Abstract

This paper considers the factors the allowed for the birth and facilitated the subsequent development of the equity side and the finance (or debt) side of the Islamic capital markets. The equity side of the Islamic capital markets began in 1998 with the issuance (after five years of debate) of a fatwa to Dow Jones Islamic Market Indexes in respect of the first equity indexes of Shari'ah-compliant equities. That fatwa institutionalized permissible variance or permissible impurity concepts relating to equity investments in entities that (a) had some degree of impermissible interest income or interest expense or (b) conducted some impermissible business activities (such as those involving activities relating to alcohol or pork for human consumption, interest-based financing, non-takaful insurance, pornography, prostitution or weapons, among other matters). That fatwa also institutionalized purification or cleansing techniques to address impermissible income actually received (such as from interest on investments or earnings from allowed impermissible business activities). The paper surveys the application of these variance and purification concepts and principles in areas of finance and investment other than non-controlling equity investments: for example in private equity, real estate and project finance.
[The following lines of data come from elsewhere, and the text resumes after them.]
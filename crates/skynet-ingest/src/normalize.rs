use std::collections::BTreeMap;
use std::path::{Path, PathBuf};
use std::sync::Arc;

use serde_json::json;
use tracing::instrument;
use uuid::Uuid;

use skynet_agent::{Runner, TurnOutcome};
use skynet_canvas::CanvasStore;
use skynet_core::types::InboundMessage;

use crate::error::{IngestError, Result};
use crate::paths::sharded_image_path;
use crate::safe_send::safe_truncate;
use crate::transcribe::Transcriber;
use crate::vision::{parse_slug, VisionDescriber};

/// The handle to attribute authorship to, resolving forwards to the
/// original author rather than the forwarder (spec §4.6).
fn effective_author(msg: &InboundMessage) -> &str {
    if msg.is_forward {
        msg.forward_author_name.as_deref().unwrap_or(&msg.user_name)
    } else {
        msg.user_nick.as_deref().unwrap_or(&msg.user_name)
    }
}

/// Ties the canvas store, runtime, and media adapters together into the
/// three ingestion paths the pipeline exposes: text, voice, image.
pub struct IngestPipeline {
    canvas: Arc<CanvasStore>,
    runner: Arc<Runner>,
    transcriber: Arc<dyn Transcriber>,
    vision: Arc<dyn VisionDescriber>,
    images_root: PathBuf,
}

impl IngestPipeline {
    pub fn new(
        canvas: Arc<CanvasStore>,
        runner: Arc<Runner>,
        transcriber: Arc<dyn Transcriber>,
        vision: Arc<dyn VisionDescriber>,
        images_root: PathBuf,
    ) -> Self {
        Self { canvas, runner, transcriber, vision, images_root }
    }

    fn base_attributes(msg: &InboundMessage) -> BTreeMap<String, serde_json::Value> {
        let mut attrs = BTreeMap::new();
        if msg.is_forward {
            attrs.insert("is_forward".to_string(), json!(true));
            attrs.insert("forwarded_by".to_string(), json!(msg.user_name));
        }
        attrs
    }

    /// Record a plain text/message element and forward it to the agent
    /// runtime, returning a reply bounded for direct display.
    #[instrument(skip(self, msg, text))]
    pub async fn normalize_text(&self, msg: &InboundMessage, text: &str) -> Result<String> {
        if text.trim().is_empty() {
            return Err(IngestError::Validation("message text must not be empty".to_string()));
        }

        let canvas = self.canvas.get_or_create_canvas_for_chat(&msg.chat_id)?;
        self.canvas.add_element(
            &canvas.id,
            "message",
            text,
            effective_author(msg),
            Self::base_attributes(msg),
            None,
            None,
        )?;

        self.run_turn(msg, text, msg.is_forward).await
    }

    /// Download/transcribe a voice note, store the transcript as a `voice`
    /// element, and forward the transcript as the turn's user message. An
    /// empty transcription is treated as a failure, not an empty-but-valid
    /// transcript (spec §4.6).
    #[instrument(skip(self, msg))]
    pub async fn normalize_voice(&self, msg: &InboundMessage, audio_path: &Path) -> Result<String> {
        let transcript = self
            .transcriber
            .transcribe(audio_path)
            .await
            .map_err(|e| IngestError::TranscriptionFailed(e.to_string()))?;

        if transcript.trim().is_empty() {
            return Err(IngestError::EmptyTranscription);
        }

        let canvas = self.canvas.get_or_create_canvas_for_chat(&msg.chat_id)?;
        let mut attrs = Self::base_attributes(msg);
        attrs.insert("media_path".to_string(), json!(audio_path.to_string_lossy()));

        self.canvas.add_element(&canvas.id, "voice", &transcript, effective_author(msg), attrs, None, None)?;

        // Voice forwards are exempt from the orchestrator's silence rule
        // (spec §4.6: "for non-voice forwards"), so this path never reports
        // is_forward to the runner even when the message itself is one.
        self.run_turn(msg, &transcript, false).await
    }

    /// Describe an image via the vision adapter, move it into its sharded
    /// storage location, record an `image` element, and forward the
    /// description to the agent runtime.
    #[instrument(skip(self, msg))]
    pub async fn normalize_image(&self, msg: &InboundMessage, staged_path: &Path, ext: &str) -> Result<String> {
        let description = self
            .vision
            .describe(staged_path)
            .await
            .map_err(|e| IngestError::VisionFailed(e.to_string()))?;

        if description.trim().is_empty() {
            return Err(IngestError::VisionFailed("vision adapter returned no description".to_string()));
        }

        let element_id = Uuid::now_v7().to_string();
        let slug = parse_slug(&description);
        let final_path = sharded_image_path(&self.images_root, &element_id, &slug, ext);
        if let Some(parent) = final_path.parent() {
            std::fs::create_dir_all(parent)?;
        }
        std::fs::rename(staged_path, &final_path)?;

        let canvas = self.canvas.get_or_create_canvas_for_chat(&msg.chat_id)?;
        let mut attrs = Self::base_attributes(msg);
        attrs.insert("media_path".to_string(), json!(final_path.to_string_lossy()));
        attrs.insert("slug".to_string(), json!(slug));

        self.canvas.add_element(
            &canvas.id,
            "image",
            &description,
            effective_author(msg),
            attrs,
            None,
            Some(&element_id),
        )?;

        self.run_turn(msg, &description, msg.is_forward).await
    }

    async fn run_turn(&self, msg: &InboundMessage, text: &str, is_forward: bool) -> Result<String> {
        let outcome = self.runner.run_turn_with_forward(&msg.user_id, &msg.chat_id, text, is_forward).await?;
        Ok(match outcome {
            TurnOutcome::Text(reply) => safe_truncate(&reply),
            TurnOutcome::Silent => String::new(),
        })
    }
}

#[cfg(test)]
mod tests {
    use super::*;
    use async_trait::async_trait;
    use rusqlite::Connection;
    use skynet_agent::mock::MockLlmProvider;
    use skynet_agent::{build_canonical_tree, Runner};
    use skynet_sessions::SessionManager;
    use tempfile::tempdir;

    struct StubTranscriber(String);

    #[async_trait]
    impl Transcriber for StubTranscriber {
        async fn transcribe(&self, _audio_path: &Path) -> Result<String> {
            Ok(self.0.clone())
        }
    }

    struct StubVision(String);

    #[async_trait]
    impl VisionDescriber for StubVision {
        async fn describe(&self, _image_path: &Path) -> Result<String> {
            Ok(self.0.clone())
        }
    }

    fn build_pipeline(
        dir: &tempfile::TempDir,
        transcriber: Arc<dyn Transcriber>,
        vision: Arc<dyn VisionDescriber>,
    ) -> IngestPipeline {
        build_pipeline_with_reply(dir, transcriber, vision, "ack")
    }

    fn build_pipeline_with_reply(
        dir: &tempfile::TempDir,
        transcriber: Arc<dyn Transcriber>,
        vision: Arc<dyn VisionDescriber>,
        reply: &str,
    ) -> IngestPipeline {
        let conn = Connection::open_in_memory().unwrap();
        skynet_canvas::db::init_db(&conn).unwrap();
        let canvas = Arc::new(CanvasStore::new(conn));

        let sess_conn = Connection::open_in_memory().unwrap();
        skynet_sessions::db::init_db(&sess_conn).unwrap();
        let sessions = Arc::new(SessionManager::new(sess_conn));

        let provider = Arc::new(MockLlmProvider::text(reply));
        let tree = build_canonical_tree("gemini-test", vec![], vec![], vec![]).unwrap();
        let runner = Arc::new(Runner::new("ingest-test", sessions, canvas.clone(), provider, tree));

        IngestPipeline::new(canvas, runner, transcriber, vision, dir.path().join("images"))
    }

    fn msg(chat_id: &str) -> InboundMessage {
        InboundMessage {
            chat_id: chat_id.to_string(),
            user_id: "u1".to_string(),
            user_name: "alice".to_string(),
            user_nick: None,
            text: None,
            message_id: "m1".to_string(),
            reply_to_message_id: None,
            media_type: skynet_core::types::MediaType::Text,
            is_forward: false,
            forward_author_name: None,
        }
    }

    #[tokio::test]
    async fn normalize_text_rejects_empty() {
        let dir = tempdir().unwrap();
        let pipeline = build_pipeline(&dir, Arc::new(StubTranscriber(String::new())), Arc::new(StubVision(String::new())));
        let result = pipeline.normalize_text(&msg("c1"), "   ").await;
        assert!(matches!(result, Err(IngestError::Validation(_))));
    }

    #[tokio::test]
    async fn normalize_voice_rejects_empty_transcription() {
        let dir = tempdir().unwrap();
        let pipeline = build_pipeline(&dir, Arc::new(StubTranscriber(String::new())), Arc::new(StubVision(String::new())));
        let result = pipeline.normalize_voice(&msg("c1"), Path::new("/tmp/does-not-matter.ogg")).await;
        assert!(matches!(result, Err(IngestError::EmptyTranscription)));
    }

    #[tokio::test]
    async fn normalize_image_moves_file_into_sharded_path() {
        let dir = tempdir().unwrap();
        let staged = dir.path().join("staged.jpg");
        std::fs::write(&staged, b"fake-bytes").unwrap();

        let pipeline = build_pipeline(
            &dir,
            Arc::new(StubTranscriber(String::new())),
            Arc::new(StubVision("1) A dog. 5) Slug: happy-dog".to_string())),
        );

        pipeline.normalize_image(&msg("c1"), &staged, "jpg").await.unwrap();
        assert!(!staged.exists());

        let canvas = pipeline.canvas.get_or_create_canvas_for_chat("c1").unwrap();
        let elements = pipeline.canvas.get_elements(&canvas.id, 10, 0, &Default::default()).unwrap();
        assert_eq!(elements.len(), 1);
        assert_eq!(elements[0].element_type, "image");
        let media_path = elements[0].attributes.get("media_path").unwrap().as_str().unwrap();
        assert!(media_path.contains("happy-dog"));
    }

    #[tokio::test]
    async fn forwarded_message_attributes_to_original_author() {
        let dir = tempdir().unwrap();
        let pipeline = build_pipeline(&dir, Arc::new(StubTranscriber(String::new())), Arc::new(StubVision(String::new())));
        let mut m = msg("c1");
        m.is_forward = true;
        m.forward_author_name = Some("original_author".to_string());

        pipeline.normalize_text(&m, "hello from a forward").await.unwrap();

        let canvas = pipeline.canvas.get_or_create_canvas_for_chat("c1").unwrap();
        let elements = pipeline.canvas.get_elements(&canvas.id, 10, 0, &Default::default()).unwrap();
        assert_eq!(elements[0].created_by, "original_author");
        assert_eq!(elements[0].attributes.get("is_forward").unwrap(), &json!(true));
    }

    #[tokio::test]
    async fn forwarded_text_message_is_silenced_but_still_persisted() {
        let dir = tempdir().unwrap();
        // A reply provider standing in for an orchestrator obeying its
        // silence instruction (spec §4.6, §8 scenario 5).
        let pipeline =
            build_pipeline_with_reply(&dir, Arc::new(StubTranscriber(String::new())), Arc::new(StubVision(String::new())), "");
        let mut m = msg("c1");
        m.is_forward = true;
        m.forward_author_name = Some("original_author".to_string());

        let reply = pipeline.normalize_text(&m, "hello from a forward").await.unwrap();
        assert!(reply.is_empty());

        let canvas = pipeline.canvas.get_or_create_canvas_for_chat("c1").unwrap();
        let elements = pipeline.canvas.get_elements(&canvas.id, 10, 0, &Default::default()).unwrap();
        assert_eq!(elements.len(), 1);
    }
}
use axum::extract::State;
use axum::http::StatusCode;
use axum::Json;
use serde::{Deserialize, Serialize};
use std::sync::Arc;
use tracing::warn;

use skynet_core::types::{InboundMessage, MediaType};

use crate::app::AppState;

#[derive(Deserialize)]
pub struct ChatMessageRequest {
    pub chat_id: String,
    pub user_id: String,
    pub user_name: String,
    #[serde(default)]
    pub user_nick: Option<String>,
    pub text: String,
    #[serde(default)]
    pub message_id: Option<String>,
    #[serde(default)]
    pub reply_to_message_id: Option<String>,
    /// When true, the turn runs without recording a canvas element first —
    /// used for ephemeral probes that shouldn't pollute chat history.
    #[serde(default)]
    pub skip_save: bool,
}

#[derive(Serialize)]
pub struct ChatMessageResponse {
    #[serde(skip_serializing_if = "Option::is_none")]
    pub reply: Option<String>,
}

#[derive(Serialize)]
pub struct ChatError {
    pub error: String,
}

/// POST /chat/message (spec §6).
pub async fn chat_message_handler(
    State(state): State<Arc<AppState>>,
    Json(req): Json<ChatMessageRequest>,
) -> Result<Json<ChatMessageResponse>, (StatusCode, Json<ChatError>)> {
    if req.text.trim().is_empty() {
        return Err((
            StatusCode::BAD_REQUEST,
            Json(ChatError { error: "text must not be empty".to_string() }),
        ));
    }
    if !state.config.chat_allowed(&req.chat_id) {
        return Err((
            StatusCode::FORBIDDEN,
            Json(ChatError { error: "chat_id is not in the allowed list".to_string() }),
        ));
    }

    let reply = if req.skip_save {
        let outcome = state
            .runner
            .run_turn(&req.user_id, &req.chat_id, &req.text)
            .await
            .map_err(|e| internal_error(&e.to_string()))?;
        match outcome {
            skynet_agent::TurnOutcome::Text(text) => Some(text),
            skynet_agent::TurnOutcome::Silent => None,
        }
    } else {
        let msg = InboundMessage {
            chat_id: req.chat_id.clone(),
            user_id: req.user_id.clone(),
            user_name: req.user_name.clone(),
            user_nick: req.user_nick.clone(),
            text: Some(req.text.clone()),
            message_id: req.message_id.clone().unwrap_or_default(),
            reply_to_message_id: req.reply_to_message_id.clone(),
            media_type: MediaType::Text,
            is_forward: false,
            forward_author_name: None,
        };
        let reply = state
            .ingest
            .normalize_text(&msg, &req.text)
            .await
            .map_err(|e| {
                warn!(error = %e, "POST /chat/message ingest failed");
                internal_error(&e.to_string())
            })?;
        if reply.is_empty() { None } else { Some(reply) }
    };

    Ok(Json(ChatMessageResponse { reply }))
}

fn internal_error(msg: &str) -> (StatusCode, Json<ChatError>) {
    (StatusCode::INTERNAL_SERVER_ERROR, Json(ChatError { error: msg.to_string() }))
}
The finance side of the Islamic capital markets began in the period of 2001-2003 with the first sukuk issuances from the Middle East (there had been earlier issuances in Malaysia). The paper surveys the types, amounts and purposes of sukuk issuances from 1997 to August of 2008 (looking at every issuance during that period) and, separately, issuance trends since August of 2008 (through the period of the global financial crisis). The paper considers the highly-publicized clarification of sukuk standards and principles that was issued by the Shari'ah Board of the Accounting and Auditing Organizatio for Islamic Financial Institutions in March of 2008 in response to the fact that most sukuk issued in the years prior to 2008 had been impermissible bond structures (rather than permissible asset securitization or entity securitization structures). Implications of that clarification are considered. The paper also surveys some of the market and legal impediments to full development of the Islamic capital markets.